GARDNER, Chief Judge.

This matter is before us on petition to review and set aside an order of the National Labor Relations Board finding the Paramount Cap Manufacturing Company guilty of certain unfair labor practices in that it failed and refused to recall, or employ, or reinstate employees Mary Lorene Carter and Seymour Carter because of their alleged Union activities, and upon the cross-petition of respondent for decree of enforcement of said order.

The Paramount Cap Manufacturing Company is a corporation engaged in the manufacture of various kinds of sport and work caps at Bourbon, Missouri. At the times here in question it was employing between 120 and 130 employees at its Bourbon plant. The company was managed and operated as a family concern, Simon Rubenstein being president, his brother William Rubenstein being secretary-treasurer, and William's son, Norman Rubenstein, being vice-president and general manager.

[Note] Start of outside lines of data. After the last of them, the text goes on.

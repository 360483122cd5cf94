use tracing::{info, warn};

use crate::domain::{DatasetId, EditorConfig, EditorMode};
use crate::errors::CoreError;
use crate::ports::DatasetGateway;
use crate::services::DatasetDraftStore;
use crate::wire::SaveResponse;

/// Una sesión de edición: configuración explícita + borrador + gateway.
///
/// Carga (modo edición) y envío son operaciones únicas, sin reintentos. Si el
/// envío falla, el borrador queda intacto y se puede volver a llamar a
/// [`EditorSession::submit`].
pub struct EditorSession<G>
where
  G: DatasetGateway,
{
  config: EditorConfig,
  gateway: G,
  store: DatasetDraftStore,
}

impl<G> EditorSession<G>
where
  G: DatasetGateway,
{
  /// Abre la sesión: borrador vacío en creación, documento del servidor en edición.
  pub async fn open(config: EditorConfig, gateway: G) -> Result<Self, CoreError> {
    let store = match config.mode {
      EditorMode::Create => DatasetDraftStore::create_empty(),
      EditorMode::Edit => {
        let id = config.dataset_id.ok_or(CoreError::MissingDatasetId)?;
        let doc = gateway.fetch(id).await?;
        let mut store = DatasetDraftStore::load_from(&doc)?;
        // El documento de lectura no siempre trae `id`.
        store.assign_id(id);
        info!(%id, classes = store.len(), "dataset opened for editing");
        store
      }
    };

    Ok(Self { config, gateway, store })
  }

  /// Sesión de creación a partir de un borrador ya construido (p. ej. importado de CSV).
  pub fn with_draft(config: EditorConfig, gateway: G, store: DatasetDraftStore) -> Self {
    Self { config, gateway, store }
  }

  pub fn config(&self) -> &EditorConfig {
    &self.config
  }

  pub fn store(&self) -> &DatasetDraftStore {
    &self.store
  }

  pub fn store_mut(&mut self) -> &mut DatasetDraftStore {
    &mut self.store
  }

  pub fn into_store(self) -> DatasetDraftStore {
    self.store
  }

  /// Valida y envía el borrador. Devuelve el id con el que quedó guardado.
  pub async fn submit(&mut self) -> Result<DatasetId, CoreError> {
    self.store.validate_for_submit().map_err(CoreError::Invalid)?;

    let path = self.config.submit_path().ok_or(CoreError::MissingDatasetId)?;
    let payload = self.store.to_submission_payload();

    match self.gateway.submit(&path, &payload, self.config.csrf_token.as_deref()).await? {
      SaveResponse::Saved(id) => {
        self.store.assign_id(id);
        info!(%id, %path, "dataset saved");
        Ok(id)
      }
      SaveResponse::Rejected(body) => {
        let msg = SaveResponse::rejection_message(&body);
        warn!(%path, error = %msg, "dataset rejected by server");
        Err(CoreError::Rejected(msg))
      }
    }
  }
}
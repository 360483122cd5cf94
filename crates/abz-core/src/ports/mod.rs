pub mod gateway;

#[cfg(test)]
pub(crate) mod fake;

pub use gateway::{DatasetGateway, GatewayError};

About the second week of May, 1955, the United Hatters, Cap & Millinery Workers International Union, AFL-CIO, hereinafter called the Union, began a campaign to organize the Company's employees at its Bourbon plant, and later in May of that year, the company's vice-president, Norman Rubenstein, learned of this campaign from certain employees in the plant. Following this campaign the Union petitioned to be certified as the employees' bargaining representative, following which the National Labor Relations Board conducted an election to determine the employees' wishes. The Union lost the election and it then filed objections, alleging that the Company engaged in conduct which affected the result of the election. Upon a hearing on these objections the Board found that certain statements made by vice-president Norman Rubenstein had interfered with the employees' free choice in the election and thereupon the Board set aside the election and directed that a new election be held. However, a second election was never held because the Union withdrew its petition for certification. In the meantime, on July 30th, 1956, charges initiating the present unfair labor practices proceedings were filed with the Board, following which, and on October 9, 1956, the complaint herein was issued and served. The Company answered, admitting the commerce allegation of the complaint, and admitted that the Union is a labor organization, but denied the commission of any unfair labor practices. On hearing the Trial Examiner found the issues against the Company and specifically found that it had engaged in unfair labor practices in refusing to recall, or employ, or reinstate employees Mary Lorene Carter and Seymour Carter because of their Union activities. The Board adopted and approved the Trial Examiner's findings and thereupon entered its usual formal cease and desist order, which it is here seeking to have enforced, and which the Company seeks to have set aside.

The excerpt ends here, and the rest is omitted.